Let’s see, what else is yellow? Oh, I know!
The Terrifying Large Bird From Sesame Street
Here he is contemplating eating some children. Please don’t say his name because I’m pretty sure it gives him power. Why is he so large? Is he some kind of prehistoric bird? How big are the trees on Sesame Street? You know what—it’s best not to dwell on that. Or talk about it too much at all. There’s a chance he’ll appear when you say his name and WE DO NOT WANT THAT DO WE? I’d rather think about more fun things that are yellow.
Those are yellow, right? Crazy fact about school buses: They actually kill 134 people a year on average. That’s more than sharks. It’s statistically more logical to be afraid of school buses than sharks, which everyone is afraid of and no one has to go to seven years of therapy for. So that’s a fun fact about school buses.
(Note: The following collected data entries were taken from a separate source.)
//! CLI command handlers organized by subcommand.
//!
//! | Module | Commands |
//! |--------|----------|
//! | [`datasets`] | `dataset upload`, `dataset get`, `dataset head`, `dataset info` |
//! | [`models`] | `model upload`, `model predict`, `model info`, `model search`, ... |
//! | [`users`] | `user create` |

pub mod credentials;
pub mod datasets;
pub mod models;
pub mod users;
pub mod utils;
//! `multipart/form-data` body encoding.
//!
//! The HTTP agent has no multipart support of its own, so requests carrying
//! file parts are encoded here: one part per plain field value, then one part
//! per file. Part headers are built up front; file contents are streamed from
//! disk when the body is read, so large datasets never sit in memory.

use std::fs::File;
use std::io::{Cursor, Read};

use crate::error::{WelesError, WelesResult};
use crate::request::OutboundRequest;

const CRLF: &str = "\r\n";

#[derive(Debug)]
enum Segment {
    Bytes(Vec<u8>),
    File { file: File, len: u64 },
}

impl Segment {
    fn len(&self) -> u64 {
        match self {
            Segment::Bytes(bytes) => bytes.len() as u64,
            Segment::File { len, .. } => *len,
        }
    }
}

/// An encoded multipart body.
#[derive(Debug)]
pub struct MultipartBody {
    boundary: String,
    segments: Vec<Segment>,
}

impl MultipartBody {
    /// Encode all fields of `request` and open its files.
    ///
    /// Files are opened here so a missing file fails before anything is sent.
    pub fn encode(request: &OutboundRequest) -> WelesResult<Self> {
        let boundary = format!("------------------------weles{}", uuid::Uuid::new_v4().simple());
        let mut segments = Vec::new();
        let mut head = Vec::new();

        for (name, value) in request.fields.form_pairs() {
            head.extend_from_slice(format!("--{}{}", boundary, CRLF).as_bytes());
            head.extend_from_slice(
                format!(
                    "Content-Disposition: form-data; name=\"{}\"{}{}",
                    escape(name),
                    CRLF,
                    CRLF
                )
                .as_bytes(),
            );
            head.extend_from_slice(value.as_bytes());
            head.extend_from_slice(CRLF.as_bytes());
        }

        for part in &request.files {
            let file = File::open(&part.path).map_err(|e| {
                if e.kind() == std::io::ErrorKind::NotFound {
                    WelesError::NotFound(part.path.clone())
                } else {
                    WelesError::Io(e)
                }
            })?;
            let len = file.metadata()?.len();

            head.extend_from_slice(format!("--{}{}", boundary, CRLF).as_bytes());
            head.extend_from_slice(
                format!(
                    "Content-Disposition: form-data; name=\"{}\"; filename=\"{}\"{}",
                    escape(&part.field),
                    escape(&part.file_name),
                    CRLF
                )
                .as_bytes(),
            );
            head.extend_from_slice(format!("Content-Type: application/octet-stream{}{}", CRLF, CRLF).as_bytes());
            segments.push(Segment::Bytes(std::mem::take(&mut head)));
            segments.push(Segment::File { file, len });
            head.extend_from_slice(CRLF.as_bytes());
        }

        head.extend_from_slice(format!("--{}--{}", boundary, CRLF).as_bytes());
        segments.push(Segment::Bytes(head));
        Ok(Self { boundary, segments })
    }

    pub fn content_type(&self) -> String {
        format!("multipart/form-data; boundary={}", self.boundary)
    }

    pub fn boundary(&self) -> &str {
        &self.boundary
    }

    /// Total body size, sent as `Content-Length`.
    pub fn content_length(&self) -> u64 {
        self.segments.iter().map(Segment::len).sum()
    }

    /// The body as one reader. Each file contributes exactly the length it
    /// had when it was opened.
    pub fn into_reader(self) -> Box<dyn Read + Send> {
        let empty: Box<dyn Read + Send> = Box::new(std::io::empty());
        self.segments
            .into_iter()
            .fold(empty, |body, segment| -> Box<dyn Read + Send> {
                match segment {
                    Segment::Bytes(bytes) => Box::new(body.chain(Cursor::new(bytes))),
                    Segment::File { file, len } => Box::new(body.chain(file.take(len))),
                }
            })
    }
}

fn escape(value: &str) -> String {
    value
        .replace('\\', "\\\\")
        .replace('"', "\\\"")
        .replace(['\r', '\n'], " ")
}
The Coldplay Song “Yellow”
Coldplay wrote a song called “Yellow.” It appears to be about a man being hunted by the color. That’s ridiculous, Chris Martin. A color can’t stalk and murder you. You need help, Chris Martin. Excuse me, I’m just going to take a moment to breathe into this bag. Not that I’m hyperventilating or anything. This is just a cool new trend that all of us totally normal, yellow-loving people do.
The Eyes Of Predatory Animals
It’s so cute how only predatory animals have yellow eyes. Almost like it’s God’s little warning sign. A true harbinger of doom some might say. Adorable! So cuddly. I just love it.
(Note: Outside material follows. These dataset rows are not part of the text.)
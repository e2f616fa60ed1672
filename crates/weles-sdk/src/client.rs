//! The registry client.
//!
//! [`RegistryClient`] owns the configuration, the payload resolver and a
//! [`Transport`]. Its commands live in [`crate::datasets`], [`crate::models`]
//! and [`crate::users`]; each one validates its arguments, resolves inputs,
//! builds one request, dispatches it and decodes the answer.
//!
//! # Example
//!
//! ```rust,ignore
//! use weles_sdk::{ClientConfig, Credentials, Input, RegistryClient, Table};
//!
//! let client = RegistryClient::new(ClientConfig::from_env()?)?;
//! let data = Table::from_rows(vec![vec![1, 2], vec![3, 4]])?;
//! let hash = client.upload_dataset(
//!     Input::Object(data),
//!     "d1",
//!     "two rows",
//!     &Credentials::new("alice", "secret"),
//! )?;
//! ```

use log::debug;

use weles_core::{
    ArtifactManager, EnvironmentInfo, HttpResponse, OutboundRequest, PayloadResolver, Transport,
    UreqTransport, WelesError, WelesResult,
};

use crate::config::ClientConfig;

/// Length of a dataset hash.
pub const DATASET_ID_LEN: usize = 64;

/// Client for a weles server.
pub struct RegistryClient<T: Transport = UreqTransport> {
    config: ClientConfig,
    resolver: PayloadResolver,
    transport: T,
    environment: Option<EnvironmentInfo>,
}

impl RegistryClient<UreqTransport> {
    /// Create a client talking HTTP to `config.base_url`.
    pub fn new(config: ClientConfig) -> WelesResult<Self> {
        let transport =
            UreqTransport::new(&config.base_url, config.timeout(), config.connect_timeout())?;
        Ok(Self::with_transport(config, transport))
    }

    /// Create a client configured from the environment.
    pub fn from_env() -> WelesResult<Self> {
        Self::new(ClientConfig::from_env()?)
    }
}

impl<T: Transport> RegistryClient<T> {
    /// Create a client over a custom transport.
    pub fn with_transport(config: ClientConfig, transport: T) -> Self {
        let resolver = PayloadResolver::new(ArtifactManager::new(config.work_dir.clone()));
        debug!(
            "RegistryClient created for {}, work_dir={}",
            config.base_url,
            config.work_dir.display()
        );
        Self {
            config,
            resolver,
            transport,
            environment: None,
        }
    }

    /// Report fixed environment descriptors on model upload instead of
    /// detecting them.
    pub fn with_environment(mut self, environment: EnvironmentInfo) -> Self {
        self.environment = Some(environment);
        self
    }

    pub fn config(&self) -> &ClientConfig {
        &self.config
    }

    pub fn transport(&self) -> &T {
        &self.transport
    }

    pub(crate) fn resolver(&self) -> &PayloadResolver {
        &self.resolver
    }

    pub(crate) fn environment(&self) -> EnvironmentInfo {
        self.environment
            .clone()
            .unwrap_or_else(EnvironmentInfo::detect)
    }

    /// Execute `request` and release its artifacts, whatever the outcome.
    pub(crate) fn dispatch(&self, request: OutboundRequest) -> WelesResult<HttpResponse> {
        let result = self.transport.execute(&request);
        drop(request);
        result
    }
}

/// Reject names that cannot be used as a URL path segment.
pub(crate) fn validate_segment(kind: &str, value: &str) -> WelesResult<()> {
    if value.trim().is_empty() {
        return Err(WelesError::invalid(format!("{} must not be empty", kind)));
    }
    if value.contains(['/', '?', '#']) {
        return Err(WelesError::invalid(format!(
            "{} must not contain '/', '?' or '#': '{}'",
            kind, value
        )));
    }
    Ok(())
}

pub(crate) fn validate_dataset_id(id: &str) -> WelesResult<()> {
    if id.chars().count() != DATASET_ID_LEN {
        return Err(WelesError::invalid(format!(
            "dataset_id must be {} characters long, got {}",
            DATASET_ID_LEN,
            id.chars().count()
        )));
    }
    validate_segment("dataset_id", id)
}

pub(crate) fn require_non_empty(kind: &str, value: &str) -> WelesResult<()> {
    if value.trim().is_empty() {
        return Err(WelesError::invalid(format!("{} must not be empty", kind)));
    }
    Ok(())
}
Oh look, yet another instance in which yellow means something bad. Gosh it’s starting to feel like that’s almost not a coincidence, right? Also maybe a little bit like the walls are closing in on me. Is there an undertone of yellow in that white paint? Has it been hiding in plain sight all along? I’m beginning to fear I have angered it by drawing attention to its presence. That’s cool. Everybody just be cool. Let’s talk about something else nice that’s yellow.
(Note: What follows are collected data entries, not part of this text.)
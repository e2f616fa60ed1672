//! Pluggable HTTP transport.
//!
//! [`Transport`] is the seam between request assembly and the network. The
//! default [`UreqTransport`] talks to a weles server over blocking HTTP; tests
//! substitute recording or failing implementations.

use log::{debug, info};
use serde::de::DeserializeOwned;
use std::io::Read;
use std::time::Duration;
use url::Url;

use crate::error::{WelesError, WelesResult};
use crate::multipart::MultipartBody;
use crate::request::{Method, OutboundRequest};

/// Executes assembled requests against a weles server.
pub trait Transport: Send + Sync {
    /// Send `request` and return the raw response, whatever its status.
    fn execute(&self, request: &OutboundRequest) -> WelesResult<HttpResponse>;
}

impl<T: Transport + ?Sized> Transport for Box<T> {
    fn execute(&self, request: &OutboundRequest) -> WelesResult<HttpResponse> {
        (**self).execute(request)
    }
}

impl<T: Transport + ?Sized> Transport for std::sync::Arc<T> {
    fn execute(&self, request: &OutboundRequest) -> WelesResult<HttpResponse> {
        (**self).execute(request)
    }
}

/// A response with its body fully read.
#[derive(Debug, Clone, PartialEq, Eq)]
pub struct HttpResponse {
    pub status: u16,
    pub body: String,
}

impl HttpResponse {
    pub fn new(status: u16, body: impl Into<String>) -> Self {
        Self {
            status,
            body: body.into(),
        }
    }

    pub fn is_success(&self) -> bool {
        (200..300).contains(&self.status)
    }

    pub fn text(&self) -> &str {
        &self.body
    }

    /// Fail with [`WelesError::Server`] unless the status is 2xx.
    pub fn error_for_status(self) -> WelesResult<Self> {
        if self.is_success() {
            Ok(self)
        } else {
            Err(WelesError::Server {
                status: self.status,
                body: self.body,
            })
        }
    }

    /// Decode the body as JSON.
    pub fn json<T: DeserializeOwned>(&self) -> WelesResult<T> {
        serde_json::from_str(&self.body)
            .map_err(|e| WelesError::Parse(format!("invalid JSON response: {}", e)))
    }
}

/// Blocking HTTP transport built on `ureq`.
pub struct UreqTransport {
    agent: ureq::Agent,
    base_url: Url,
}

impl UreqTransport {
    /// Create a transport for `base_url`. Timeouts are optional; without them
    /// the agent waits indefinitely.
    pub fn new(
        base_url: &str,
        timeout: Option<Duration>,
        connect_timeout: Option<Duration>,
    ) -> WelesResult<Self> {
        // Url::join drops the last segment unless the base ends with '/'.
        let normalized = if base_url.ends_with('/') {
            base_url.to_string()
        } else {
            format!("{}/", base_url)
        };
        let base_url = Url::parse(&normalized)
            .map_err(|e| WelesError::invalid(format!("Invalid server URL '{}': {}", base_url, e)))?;

        let mut builder = ureq::AgentBuilder::new();
        if let Some(timeout) = timeout {
            builder = builder.timeout(timeout);
        }
        if let Some(connect_timeout) = connect_timeout {
            builder = builder.timeout_connect(connect_timeout);
        }

        Ok(Self {
            agent: builder.build(),
            base_url,
        })
    }

    pub fn base_url(&self) -> &Url {
        &self.base_url
    }

    fn url_for(&self, path: &str) -> WelesResult<Url> {
        self.base_url
            .join(path.trim_start_matches('/'))
            .map_err(|e| WelesError::invalid(format!("Failed to build URL for '{}': {}", path, e)))
    }
}

impl Transport for UreqTransport {
    fn execute(&self, request: &OutboundRequest) -> WelesResult<HttpResponse> {
        let url = self.url_for(&request.path)?;
        info!("{} {}", request.method.as_str(), url);

        let call = self.agent.request(request.method.as_str(), url.as_str());
        let result = if request.is_multipart() {
            let body = MultipartBody::encode(request)?;
            let length = body.content_length();
            debug!(
                "Sending multipart body of {} bytes ({} files)",
                length,
                request.files.len()
            );
            call.set("Content-Type", &body.content_type())
                .set("Content-Length", &length.to_string())
                .send(body.into_reader())
        } else if request.fields.is_empty() && request.method == Method::Get {
            call.call()
        } else {
            call.send_form(&request.fields.form_pairs())
        };

        let response = match result {
            Ok(response) => response,
            // Status handling belongs to the caller.
            Err(ureq::Error::Status(_, response)) => response,
            Err(ureq::Error::Transport(e)) => {
                return Err(WelesError::Transport(e.to_string()));
            }
        };

        let status = response.status();
        let mut body = String::new();
        response
            .into_reader()
            .read_to_string(&mut body)
            .map_err(|e| WelesError::Transport(format!("Failed reading response body: {}", e)))?;

        debug!("Response {} ({} bytes)", status, body.len());
        Ok(HttpResponse { status, body })
    }
}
Nothing like a whole bunch of bees, right?! Everybody loves bees. I could hang out with bees all day if I wasn’t terribly allergic to their deadly stings. Bees are great!
I don’t think it’s working you guys. The yellow knows bees are scary. I need to distract it. What’s the yellowist thing I can think of? Oh I know!
Mmmm yeah take all of that tasty yellow and just put it right inside of your body and it’s fine. It can lay dormant for decades until it’s ready to strike. Which is so wonderful. I can’t wait to be destroyed by my overlord, the color yellow.
Well, I guess that about wraps this up! I’m so glad I volunteered to write this article. This was an amazing idea and in no way traumatizing for me! I love my job and I love the color yellow, and so should you. Or else. Because it knows if you don’t love it.